Today while sitting down to get ready for the day, I did something I do most mornings.  I sat in front of my lighted makeup mirror.  Today as I looked at myself, I wondered about the person looking back at me.  It should have been alarming to me that I never saw any resemblance between the man I thought was my biological father and myself. People often remarked on my likeness to my mother, which was undeniable. Yet, subtle differences between us persisted. While my mother had thin lips and a distinctive nose, my features differed. However, these features also weren’t mirrored in my father’s appearance. Memories of childhood wishes to have his cleft chin or silky blonde hair, and questions about familial resemblances lingered.

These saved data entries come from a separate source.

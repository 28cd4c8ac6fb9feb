// Target name rules and NPC classification

use crate::catalog::CatalogEntry;
use regex::{Regex, RegexBuilder};
use serde::{Deserialize, Serialize};
use tracing::warn;

#[cfg(test)]
mod tests;

/// Menu action for NPCs that are fought
pub const ATTACK_ACTION: &str = "Attack";

/// Menu action for NPCs that are harvested instead of fought (zygomite fungi)
pub const PICK_ACTION: &str = "Pick";

/// Identity of a live NPC (the client's NPC index)
pub type NpcId = u32;

/// A live NPC as seen by the classifier
#[derive(Debug, Clone, PartialEq, Serialize, Deserialize)]
pub struct Npc {
    pub id: NpcId,

    /// Display name of the transformed composition; `None` when unresolved
    #[serde(default)]
    pub name: Option<String>,

    /// Menu actions offered by the NPC
    #[serde(default)]
    pub actions: Vec<String>,
}

/// Case-insensitive whole-word match on one target name
#[derive(Debug, Clone)]
pub struct MatchRule {
    target: String,
    pattern: Regex,
}

impl MatchRule {
    /// Build a rule matching `target` bounded by whitespace or the ends of the name.
    pub fn new(target: &str) -> Result<Self, regex::Error> {
        let pattern = RegexBuilder::new(&format!(r"(?:\s|^){}(?:\s|$)", regex::escape(target)))
            .case_insensitive(true)
            .build()?;
        Ok(Self {
            target: target.to_string(),
            pattern,
        })
    }

    pub fn target(&self) -> &str {
        &self.target
    }

    pub fn is_match(&self, name: &str) -> bool {
        self.pattern.is_match(name)
    }
}

/// Compiled rules for the current assignment.
///
/// An empty set matches nothing.
#[derive(Debug, Clone, Default)]
pub struct RuleSet {
    rules: Vec<MatchRule>,
}

impl RuleSet {
    /// Compile rules for a task.
    ///
    /// Produces one rule per catalog target name plus one for the task name with a
    /// trailing plural "s" removed. Unknown tasks and empty names compile to an empty set.
    pub fn compile(task_name: &str, entry: Option<&CatalogEntry>) -> Self {
        let Some(entry) = entry else {
            return Self::default();
        };
        if task_name.is_empty() {
            return Self::default();
        }

        let singular = task_name.strip_suffix('s').unwrap_or(task_name);
        let rules = entry
            .target_names
            .iter()
            .copied()
            .chain(std::iter::once(singular))
            .filter_map(|target| match MatchRule::new(target) {
                Ok(rule) => Some(rule),
                Err(e) => {
                    warn!(target = %target, error = %e, "Failed to compile target rule, skipping");
                    None
                }
            })
            .collect();

        Self { rules }
    }

    pub fn is_empty(&self) -> bool {
        self.rules.is_empty()
    }

    pub fn len(&self) -> usize {
        self.rules.len()
    }

    pub fn iter(&self) -> impl Iterator<Item = &MatchRule> {
        self.rules.iter()
    }

    /// Decide whether an NPC counts towards the task.
    pub fn matches(&self, npc: &Npc) -> bool {
        matches(self, npc.name.as_deref(), &npc.actions)
    }
}

/// Classify an NPC against a rule set.
///
/// Requires a non-empty rule set, a resolvable name that satisfies at least one rule,
/// and an "Attack" or "Pick" action.
pub fn matches(rules: &RuleSet, display_name: Option<&str>, actions: &[String]) -> bool {
    if rules.is_empty() {
        return false;
    }

    let Some(name) = display_name else {
        return false;
    };

    let name = name.replace('\u{00A0}', " ").to_lowercase();
    let actionable = actions
        .iter()
        .any(|a| a == ATTACK_ACTION || a == PICK_ACTION);

    actionable && rules.iter().any(|rule| rule.is_match(&name))
}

Heritage holds immense value. Beyond genes, we inherit family stories, customs,  and, in my case, recipes.  Genetic mirroring is evident when one is recognized as family due to a shared trait, as I was frequently identified by my dark hair and eyes as “Patty’s daughter.”

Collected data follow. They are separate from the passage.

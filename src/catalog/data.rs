use super::CatalogEntry;

const fn task(
    name: &'static str,
    icon_id: i32,
    target_names: &'static [&'static str],
) -> CatalogEntry {
    CatalogEntry {
        name,
        target_names,
        icon_id,
    }
}

pub(super) static TASKS: &[CatalogEntry] = &[
    task("aberrant spectres", 7975, &["Spectre"]),
    task("abyssal demons", 7979, &[]),
    task("the abyssal sire", 13262, &[]),
    task("adamant dragons", 23270, &[]),
    task("the alchemical hydra", 22746, &[]),
    task("ankou", 20095, &[]),
    task("aviansies", 13504, &["Kree'arra", "Flight Kilisa", "Flockleader Geerin", "Wingman Skree"]),
    task("bandits", 4625, &["Bandit", "Black Heather", "Donny the Lad", "Speedy Keith"]),
    task("banshees", 4135, &[]),
    task("barrows brothers", 4732, &["Ahrim the Blighted", "Dharok the Wretched", "Guthan the Infested", "Karil the Tainted", "Torag the Corrupted", "Verac the Defiled"]),
    task("basilisks", 4139, &[]),
    task("bats", 6317, &["Death wing"]),
    task("bears", 13462, &[]),
    task("birds", 314, &["Chicken", "Rooster", "Terrorbird", "Seagull", "Vulture", "Duck", "Penguin"]),
    task("black demons", 8146, &[]),
    task("black dragons", 12524, &["Baby black dragon"]),
    task("black knights", 1165, &["Black Knight"]),
    task("bloodveld", 4136, &[]),
    task("blue dragons", 12520, &["Baby blue dragon"]),
    task("brine rats", 7983, &[]),
    task("bronze dragons", 12363, &[]),
    task("callisto", 13178, &[]),
    task("catablepon", 8154, &[]),
    task("cave bugs", 4521, &[]),
    task("cave crawlers", 4134, &[]),
    task("cave horrors", 8900, &[]),
    task("cave kraken", 3272, &[]),
    task("cave slimes", 4520, &[]),
    task("cerberus", 13247, &[]),
    task("chaos druids", 20595, &["Elder Chaos druid", "Chaos druid"]),
    task("the chaos elemental", 11995, &[]),
    task("chaos fanatic", 4675, &[]),
    task("cockatrice", 4137, &["Cockathrice"]),
    task("cows", 11919, &[]),
    task("crawling hands", 4133, &["Crushing hand"]),
    task("crazy archaeologists", 11990, &[]),
    task("crocodiles", 10149, &[]),
    task("dagannoth", 8141, &[]),
    task("dagannoth kings", 12644, &["Dagannoth Rex", "Dagannoth Prime", "Dagannoth Supreme"]),
    task("dark beasts", 4144, &["Night beast"]),
    task("dark warriors", 1165, &["Dark warrior"]),
    task("dogs", 8132, &["Jackal"]),
    task("drakes", 23041, &[]),
    task("dust devils", 4145, &["Choke devil"]),
    task("dwarves", 11200, &["Dwarf", "Black Guard"]),
    task("earth warriors", 12460, &[]),
    task("elves", 6105, &["Elf", "Iorwerth Warrior", "Iorwerth Archer"]),
    task("ents", 6020, &["Ent"]),
    task("fever spiders", 6709, &[]),
    task("fire giants", 1393, &[]),
    task("fleshcrawlers", 13495, &["Flesh crawler"]),
    task("fossil island wyverns", 21507, &["Ancient wyvern", "Long-tailed wyvern", "Spitting wyvern", "Taloned wyvern"]),
    task("gargoyles", 4147, &["Dusk", "Dawn"]),
    task("general graardor", 12650, &[]),
    task("ghosts", 552, &["Death wing", "Tortured soul"]),
    task("ghouls", 6722, &[]),
    task("the giant mole", 12646, &[]),
    task("goblins", 13447, &["Sergeant Strongstack", "Sergeant Grimspike", "Sergeant Steelwill"]),
    task("greater demons", 20023, &["K'ril Tsutsaroth", "Tstanon Karlak", "Skotizo"]),
    task("green dragons", 12518, &["Baby green dragon", "Elvarg"]),
    task("harpie bug swarms", 7050, &[]),
    task("hellhounds", 8137, &["Cerberus"]),
    task("hill giants", 13474, &["Cyclops"]),
    task("hobgoblins", 8133, &[]),
    task("hydras", 23042, &[]),
    task("icefiends", 4671, &[]),
    task("ice giants", 4671, &[]),
    task("ice warriors", 12462, &["Icelord"]),
    task("infernal mages", 4140, &["Malevolent mage"]),
    task("iron dragons", 12366, &[]),
    task("jellies", 4142, &["Jelly"]),
    task("jungle horrors", 13489, &[]),
    task("kalphite", 12640, &[]),
    task("the kalphite queen", 12647, &[]),
    task("killerwatts", 7160, &[]),
    task("king black dragon", 12653, &[]),
    task("kraken", 12655, &["Enormous Tentacle"]),
    task("kree'arra", 12649, &[]),
    task("k'ril tsutsaroth", 12652, &[]),
    task("kurask", 4146, &[]),
    task("lesser demons", 20020, &[]),
    task("lizardmen", 13391, &["Lizardman"]),
    task("lizards", 6695, &["Desert lizard", "Sulphur lizard", "Small lizard", "Lizard"]),
    task("magic axes", 1363, &["Magic axe"]),
    task("mammoths", 10516, &["Mammoth"]),
    task("minions of scabaras", 9028, &["Scarab swarm", "Locust rider", "Scarab mage"]),
    task("minotaurs", 13453, &[]),
    task("mithril dragons", 12369, &[]),
    task("mogres", 6661, &[]),
    task("molanisks", 10997, &[]),
    task("monkeys", 13450, &["Tortured gorilla"]),
    task("moss giants", 20756, &[]),
    task("mutated zygomites", 7420, &["Zygomite", "Fungi"]),
    task("nechryael", 4143, &["Nechryarch"]),
    task("ogres", 13477, &[]),
    task("otherworldly beings", 10452, &[]),
    task("pirates", 2651, &["Pirate"]),
    task("pyrefiends", 4138, &["Flaming pyrelord"]),
    task("rats", 300, &[]),
    task("red dragons", 8134, &["Baby red dragon"]),
    task("revenants", 21802, &["Revenant imp", "Revenant goblin", "Revenant pyrefiend", "Revenant hobgoblin", "Revenant cyclops", "Revenant hellhound", "Revenant demon", "Revenant ork", "Revenant dark beast", "Revenant knight", "Revenant dragon"]),
    task("rockslugs", 4132, &[]),
    task("rune dragons", 23273, &[]),
    task("sarachnis", 23495, &[]),
    task("scorpia", 13181, &[]),
    task("scorpions", 13495, &[]),
    task("sea snakes", 7576, &[]),
    task("shades", 546, &["Loar", "Phrin", "Riyl", "Asyn", "Fiyr", "Urium"]),
    task("shadow warriors", 1165, &[]),
    task("skeletal wyverns", 6811, &[]),
    task("skeletons", 6107, &[]),
    task("smoke devils", 12444, &[]),
    task("spiders", 13468, &[]),
    task("spiritual creatures", 11840, &["Spiritual ranger", "Spiritual mage", "Spiritual warrior"]),
    task("steel dragons", 12372, &[]),
    task("sulphur lizards", 22804, &[]),
    task("suqahs", 9079, &[]),
    task("terror dogs", 10591, &[]),
    task("the thermonuclear smoke devil", 12648, &[]),
    task("trolls", 6102, &["Dad", "Arrg"]),
    task("turoth", 4131, &[]),
    task("tzhaar", 13501, &[]),
    task("tztok-jad", 13225, &[]),
    task("tzkal-zuk", 22319, &[]),
    task("vampyres", 1549, &["Vyrewatch", "Vampire"]),
    task("venenatis", 13177, &[]),
    task("vet'ion", 13179, &[]),
    task("vorkath", 21992, &[]),
    task("wall beasts", 4519, &[]),
    task("waterfiends", 571, &[]),
    task("werewolves", 2952, &["Werewolf"]),
    task("wolves", 2859, &["Wolf"]),
    task("wyrms", 23040, &[]),
    task("zilyana", 12651, &["Commander Zilyana"]),
    task("zombies", 6722, &["Undead", "Zombie"]),
    task("zulrah", 12921, &[]),
];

Adopted friends and clients have shared that their first biological connection often came with the birth of their child. Such perspectives underscore the significance of genetic ties we might take for granted.

After my NPE experience, grappling with the unknown half of my genetic identity was a tumultuous journey. Interactions with my paternal half-sister shed light on striking commonalities between us. Pictures of my newfound siblings bore an uncanny familiarity, contrasting my experiences with my maternal sibling, who I always felt completely different from.

I recall reading about twin boys separated at birth. Named “Jim,” their lives bore eerie similarities from landscaping choices to career paths.  They reconnected when they were 39 years old.   Meeting an unknown identical twin as an adult must be an unparalleled experience, beyond the already surreal encounter people have described when encountering a doppelgänger.

In the intricate web of genetics and identity, each of us seeks a sense of belonging, a connection that grounds us in a lineage, a history, and a community. Genetic mirroring is more than just shared physical traits; it’s a reflection of shared experiences, histories, and the subtle, inexplicable nuances that tie us to our families.

Yet, for those who discover truths that disrupt their understanding of their heritage, the journey becomes one of redefinition and reconnection.  As we seek new ties, we are reminded that all of us have an enduring need for belonging.  This is why being rejected by one’s biological family can be deeply painful.

Perhaps, the real power of genetic mirroring is not just in recognizing familiar traits in others but in the profound realization that our identity is an evolving tapestry of nature, nurture, experience, and self-discovery. In that journey, we not only find glimpses of our ancestors but also carve paths for future generations to recognize themselves in us.